China country-specific exchange traded funds retreated Tuesday as regulators intensified their scrutiny of technology companies, notably those seeking overseas listings to raise money in the U.S.

On Tuesday, the iShares MSCI China ETF (NASDAQ: MCHI) fell 2.7%, Xtrackers CSI 300 China A-Shares ETF (ASHR) dropped 0.8%, and KraneShares Bosera MSCI China A Share ETF (KBA) was 0.9% lower.

In new guidelines released Tuesday, Beijing announced that regulators need to deepen cross-border cooperation over audit supervision and amend laws and regulations “on data security, cross-border data flow and other confidential information management,” the Wall Street Journal reports.
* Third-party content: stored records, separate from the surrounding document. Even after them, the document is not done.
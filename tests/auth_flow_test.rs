//! # 认证流程集成测试
//!
//! 登录签发令牌、令牌校验、未认证访问被拒绝。

use std::sync::Arc;

use axum::Router;
use axum::body::Body;
use axum::http::{Request, StatusCode};
use migration::{Migrator, MigratorTrait};
use sea_orm::{ActiveModelTrait, DatabaseConnection, Set};
use serde_json::{Value, json};
use tower::ServiceExt;

use entity::users;
use gym_console_api::auth::AuthUtils;
use gym_console_api::config::AppConfig;
use gym_console_api::management::server::ManagementServer;

const TEST_PASSWORD: &str = "front-desk-pass-1";

async fn create_test_db() -> DatabaseConnection {
    let db = sea_orm::Database::connect("sqlite::memory:").await.unwrap();
    Migrator::up(&db, None).await.unwrap();
    db
}

/// 建表并写入一个已知密码的操作员账号
async fn seed_operator(db: &DatabaseConnection, username: &str, is_active: bool) {
    let now = chrono::Utc::now().naive_utc();
    users::ActiveModel {
        username: Set(username.to_string()),
        email: Set(format!("{username}@gym.example")),
        password_hash: Set(AuthUtils::hash_password(TEST_PASSWORD).unwrap()),
        salt: Set(AuthUtils::generate_salt()),
        is_active: Set(is_active),
        is_admin: Set(false),
        last_login: Set(None),
        created_at: Set(now),
        updated_at: Set(now),
        ..Default::default()
    }
    .insert(db)
    .await
    .unwrap();
}

async fn build_app(db: DatabaseConnection) -> Router {
    let mut config = AppConfig::default();
    config.auth.jwt_secret = "integration-test-secret".to_string();
    ManagementServer::new(Arc::new(db), Arc::new(config)).into_router()
}

async fn send_json(app: &Router, request: Request<Body>) -> (StatusCode, Value) {
    let response = app.clone().oneshot(request).await.unwrap();
    let status = response.status();
    let bytes = axum::body::to_bytes(response.into_body(), usize::MAX)
        .await
        .unwrap();
    let value = if bytes.is_empty() {
        Value::Null
    } else {
        serde_json::from_slice(&bytes).unwrap_or(Value::Null)
    };
    (status, value)
}

fn login_request(username: &str, password: &str) -> Request<Body> {
    Request::builder()
        .method("POST")
        .uri("/api/auth/login")
        .header("content-type", "application/json")
        .body(Body::from(
            json!({ "username": username, "password": password }).to_string(),
        ))
        .unwrap()
}

#[tokio::test]
async fn test_login_and_validate_token() {
    let db = create_test_db().await;
    seed_operator(&db, "frontdesk", true).await;
    let app = build_app(db).await;

    let (status, body) = send_json(&app, login_request("frontdesk", TEST_PASSWORD)).await;
    assert_eq!(status, StatusCode::OK);
    assert_eq!(body["success"], json!(true));
    assert_eq!(body["data"]["user"]["username"], json!("frontdesk"));

    let access_token = body["data"]["token"]["access_token"].as_str().unwrap();

    // 携带令牌访问校验接口
    let request = Request::builder()
        .method("GET")
        .uri("/api/auth/validate")
        .header("Authorization", format!("Bearer {access_token}"))
        .body(Body::empty())
        .unwrap();
    let (status, body) = send_json(&app, request).await;
    assert_eq!(status, StatusCode::OK);
    assert_eq!(body["data"]["username"], json!("frontdesk"));
    assert_eq!(body["data"]["is_admin"], json!(false));
}

#[tokio::test]
async fn test_login_rejects_bad_password() {
    let db = create_test_db().await;
    seed_operator(&db, "frontdesk", true).await;
    let app = build_app(db).await;

    let (status, body) = send_json(&app, login_request("frontdesk", "wrong-password")).await;
    assert_eq!(status, StatusCode::UNAUTHORIZED);
    assert_eq!(body["success"], json!(false));
    assert_eq!(body["error"]["code"], json!("AUTH_ERROR"));
}

#[tokio::test]
async fn test_login_rejects_unknown_user_with_same_error() {
    let db = create_test_db().await;
    let app = build_app(db).await;

    let (status, body) = send_json(&app, login_request("nobody", TEST_PASSWORD)).await;
    assert_eq!(status, StatusCode::UNAUTHORIZED);
    assert_eq!(body["error"]["code"], json!("AUTH_ERROR"));
}

#[tokio::test]
async fn test_login_rejects_inactive_account() {
    let db = create_test_db().await;
    seed_operator(&db, "retired", false).await;
    let app = build_app(db).await;

    let (status, body) = send_json(&app, login_request("retired", TEST_PASSWORD)).await;
    assert_eq!(status, StatusCode::FORBIDDEN);
    assert_eq!(body["error"]["code"], json!("PERMISSION_ERROR"));
}

#[tokio::test]
async fn test_protected_route_requires_token() {
    let db = create_test_db().await;
    let app = build_app(db).await;

    // 无 Authorization 头
    let request = Request::builder()
        .method("GET")
        .uri("/api/members")
        .body(Body::empty())
        .unwrap();
    let (status, _) = send_json(&app, request).await;
    assert_eq!(status, StatusCode::UNAUTHORIZED);

    // 伪造令牌
    let request = Request::builder()
        .method("GET")
        .uri("/api/members")
        .header("Authorization", "Bearer not-a-real-token")
        .body(Body::empty())
        .unwrap();
    let (status, _) = send_json(&app, request).await;
    assert_eq!(status, StatusCode::UNAUTHORIZED);
}

#[tokio::test]
async fn test_health_endpoints_do_not_require_token() {
    let db = create_test_db().await;
    let app = build_app(db).await;

    let request = Request::builder()
        .method("GET")
        .uri("/health")
        .body(Body::empty())
        .unwrap();
    let (status, body) = send_json(&app, request).await;
    assert_eq!(status, StatusCode::OK);
    assert_eq!(body["data"]["status"], json!("healthy"));

    let request = Request::builder()
        .method("GET")
        .uri("/ping")
        .body(Body::empty())
        .unwrap();
    let (status, body) = send_json(&app, request).await;
    assert_eq!(status, StatusCode::OK);
    assert_eq!(body["message"], json!("pong"));
}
The guidelines were created in response to “profound changes in the economic and financial environment” due to what Beijing described as rising lawlessness in the capital market that made regulatory oversight more challenging.

The greater scrutiny also came days after China’s cybersecurity regulator said it launched data-security reviews into mobile apps operated by Didi, Full Truck Alliance Co., and Kanzhun Ltd., which recently raised about $7 billion from U.S. initial public offerings over June.

According to Dealogic data, Chinese companies have raised over $75 billion by listing on American stock exchanges since 2012. Year-to-date, 36 Chinese companies have gone public in the U.S., the same as the whole of 2020. Didi’s recent IPO, which raised $4.4 billion, was the largest since Alibaba Group Holding’s 2014 launch, which raised $25 billion.

The Chinese government announced that it will revise rules for stock offerings outside of China, calling for greater accountability of domestic regulatory bodies.

Bruce Pang, head of macro and strategy research at China Renaissance Securities, warned that these new guidelines are targeting new Chinese IPOs trying to list in the U.S.

“Such actions create short-term disruption and pressure on market sentiment, not only on listed tech companies but also the valuation of pre-IPO companies,” Pang told the WSJ.

The move may also be a political response after the U.S. tightened rules on foreign companies listing on its exchanges after former President Donald Trump signed a bill last year that requires audit papers of U.S.-listed foreign companies be open for U.S. regulatory inspection. China has been loath to give access to such audits, citing national security issues.